**BRIEF**:
Give back exactly the lines of the data below, starting with the line that has "i32, ranges: &[SubIdRange])" and going on through the line that has "let status = Command::new(tool)".
----------
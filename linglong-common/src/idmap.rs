//! subuid/subgid parsing and the `clone(CLONE_NEWUSER|CLONE_NEWNS)` +
//! `newuidmap`/`newgidmap` dance, mirroring
//! `linglong::utils::namespace::{needRunInNamespace, runInNamespace}`.

use std::ffi::CString;
use std::os::fd::{AsRawFd, OwnedFd, RawFd};
use std::process::Command;

use nix::sched::{clone, CloneFlags};
use nix::sys::signal::Signal;
use nix::sys::socket::{socketpair, AddressFamily, SockFlag, SockType};
use nix::sys::wait::{waitpid, WaitStatus};
use nix::unistd::{geteuid, read, write, Uid};

use crate::error::{Error, Result};

/// A single `subuid`/`subgid` range entry: `start` subordinate id, `count`
/// subordinate ids available from it.
#[derive(Debug, Clone, Copy, PartialEq, Eq)]
pub struct SubIdRange {
    pub start: u64,
    pub count: u64,
}

/// Parses `/etc/subuid`-style lines (`name_or_uid:start:count`), keeping only
/// entries whose first field exactly matches `name` or `uid` — a prefix match
/// like `"foo1"` starting with `"foo"` must not count, matching the original
/// `rfind(name + ":", 0) != 0` check.
pub fn parse_subid_ranges(contents: &str, uid: Uid, name: &str) -> Vec<SubIdRange> {
    let uid_str = uid.to_string();
    let mut ranges = Vec::new();

    for line in contents.lines() {
        let line = line.trim();
        if line.is_empty() || line.starts_with('#') {
            continue;
        }
        let mut fields = line.splitn(3, ':');
        let (owner, start, count) = match (fields.next(), fields.next(), fields.next()) {
            (Some(o), Some(s), Some(c)) => (o, s, c),
            _ => continue,
        };
        if owner != name && owner != uid_str {
            continue;
        }
        if let (Ok(start), Ok(count)) = (start.parse(), count.parse()) {
            ranges.push(SubIdRange { start, count });
        }
    }

    ranges
}

fn read_subid_file(path: &str, uid: Uid, name: &str) -> Result<Vec<SubIdRange>> {
    let contents = std::fs::read_to_string(path)
        .map_err(|e| Error::environment(format!("failed to read {path}: {e}")))?;
    Ok(parse_subid_ranges(&contents, uid, name))
}

/// Whether the caller needs to re-exec itself through [`run_in_namespace`]
/// to get a user+mount namespace, i.e. it isn't already privileged enough to
/// set one up directly.
pub fn needs_namespace() -> bool {
    !has_cap_sys_admin()
}

#[cfg(target_os = "linux")]
fn has_cap_sys_admin() -> bool {
    // CAP_SYS_ADMIN is bit 21; read it out of /proc/self/status rather than
    // linking libcap, which nothing in the workspace depends on.
    let Ok(status) = std::fs::read_to_string("/proc/self/status") else {
        return false;
    };
    for line in status.lines() {
        if let Some(hex) = line.strip_prefix("CapEff:") {
            if let Ok(mask) = u64::from_str_radix(hex.trim(), 16) {
                return mask & (1 << 21) != 0;
            }
        }
    }
    false
}

#[cfg(not(target_os = "linux"))]
fn has_cap_sys_admin() -> bool {
    false
}

const HANDSHAKE_BYTE: [u8; 1] = [b'1'];

fn run_id_mapping_tool(tool: &str, pid: i32, ranges: &[SubIdRange]) -> Result<()> {
    let mut args = vec![pid.to_string(), "0".to_string(), geteuid().to_string(), "1".to_string()];
    let mut container_id = 1u64;
    for range in ranges {
        args.push(container_id.to_string());
        args.push(range.start.to_string());
        args.push(range.count.to_string());
        container_id += range.count;
    }

    let status = Command::new(tool)
        .args(&args)
        .status()
        .map_err(|e| Error::environment(format!("{tool} not runnable: {e}")))?;

    if !status.success() {
        return Err(Error::syscall(format!("{tool} exited with {status}")));
    }
    Ok(())
}

/// Reads and writes the one-byte handshake used to sequence the clone()'d
/// child against the parent's `newuidmap`/`newgidmap` calls.
fn handshake_read(fd: RawFd) -> Result<()> {
    let mut byte = [0u8; 1];
    loop {
        match read(fd, &mut byte) {
            Ok(_) => return Ok(()),
            Err(nix::errno::Errno::EINTR) => continue,
            Err(e) => return Err(Error::syscall(format!("handshake read failed: {e}"))),
        }
    }
}

fn handshake_write(fd: &OwnedFd) -> Result<()> {
    loop {
        match write(fd, &HANDSHAKE_BYTE) {
            Ok(_) => return Ok(()),
            Err(nix::errno::Errno::EINTR) => continue,
            Err(e) => return Err(Error::syscall(format!("handshake write failed: {e}"))),
        }
    }
}

/// Forks into a new user+mount namespace, maps the calling user's subordinate
/// uid/gid ranges onto it via `newuidmap`/`newgidmap`, then `execvp`s
/// `argv[0]` with the rest of `argv` inside the child. Only returns in the
/// parent, with the child's mapped exit status (normal exit code, or
/// `128 + signum` if it died to a signal).
pub fn run_in_namespace(argv: &[String], current_user: &str) -> Result<i32> {
    let uid = geteuid();

    let uid_ranges = read_subid_file("/etc/subuid", uid, current_user)?;
    let gid_ranges = read_subid_file("/etc/subgid", uid, current_user)?;
    if uid_ranges.is_empty() || gid_ranges.is_empty() {
        return Err(Error::environment(format!(
            "no subordinate id range found for {current_user} ({uid})"
        )));
    }

    let (parent_sock, child_sock) =
        socketpair(AddressFamily::Unix, SockType::Stream, None, SockFlag::empty())
            .map_err(|e| Error::syscall(format!("socketpair failed: {e}")))?;

    let cstr_argv: Vec<CString> = argv
        .iter()
        .map(|a| CString::new(a.as_bytes()).expect("argv has no NUL bytes"))
        .collect();

    let mut stack = vec![0u8; 1024 * 1024];
    let child_sock_fd = child_sock.as_raw_fd();

    let mut child_body = move || -> isize {
        let _ = handshake_write(&child_sock);
        if handshake_read(child_sock_fd).is_err() {
            return 126;
        }

        let Some((prog, rest)) = cstr_argv.split_first() else {
            return 127;
        };
        let mut full_argv = vec![prog.clone()];
        full_argv.extend(rest.iter().cloned());
        match nix::unistd::execvp(prog, &full_argv) {
            Ok(_) => 0,
            Err(_) => 127,
        }
    };

    let child_pid = unsafe {
        clone(
            Box::new(&mut child_body),
            &mut stack,
            CloneFlags::CLONE_NEWNS | CloneFlags::CLONE_NEWUSER,
            Some(Signal::SIGCHLD as i32),
        )
    }
    .map_err(|e| Error::syscall(format!("clone failed: {e}")))?;

    handshake_read(parent_sock.as_raw_fd())?;

    run_id_mapping_tool("newuidmap", child_pid.as_raw(), &uid_ranges)?;
    run_id_mapping_tool("newgidmap", child_pid.as_raw(), &gid_ranges)?;

    handshake_write(&parent_sock)?;

    loop {
        match waitpid(child_pid, None) {
            Ok(WaitStatus::Exited(_, code)) => return Ok(code),
            Ok(WaitStatus::Signaled(_, sig, _)) => return Ok(128 + sig as i32),
            Ok(_) => continue,
            Err(nix::errno::Errno::EINTR) => continue,
            Err(e) => return Err(Error::syscall(format!("waitpid failed: {e}"))),
        }
    }
}

#[cfg(test)]
mod tests {
    use super::*;

    #[test]
    fn parses_exact_owner_match_only() {
        let contents = "foo:100000:65536\nfoo1:200000:65536\n1000:300000:65536\n";
        let ranges = parse_subid_ranges(contents, Uid::from_raw(1000), "foo");
        assert_eq!(ranges, vec![SubIdRange { start: 100000, count: 65536 }]);

        let by_uid = parse_subid_ranges(contents, Uid::from_raw(1000), "bar");
        assert_eq!(by_uid, vec![SubIdRange { start: 300000, count: 65536 }]);
    }

    #[test]
    fn ignores_blank_and_comment_lines() {
        let contents = "# comment\n\nfoo:100000:65536\n";
        let ranges = parse_subid_ranges(contents, Uid::from_raw(1000), "foo");
        assert_eq!(ranges.len(), 1);
    }
}
//! Shared utilities for `uab-runtime` and `oci-gen`: the error type, XDG
//! runtime-dir path helpers, fd-passing over `AF_UNIX`, and subuid/subgid +
//! user-namespace setup.

pub mod dir;
pub mod error;
pub mod idmap;
pub mod ipc;

pub use error::{Error, ErrorKind, Result};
----------
**WORKED SOLUTION**:
fn run_id_mapping_tool(tool: &str, pid: i32, ranges: &[SubIdRange]) -> Result<()> {
    let mut args = vec![pid.to_string(), "0".to_string(), geteuid().to_string(), "1".to_string()];
    let mut container_id = 1u64;
    for range in ranges {
        args.push(container_id.to_string());
        args.push(range.start.to_string());
        args.push(range.count.to_string());
        container_id += range.count;
    }

    let status = Command::new(tool)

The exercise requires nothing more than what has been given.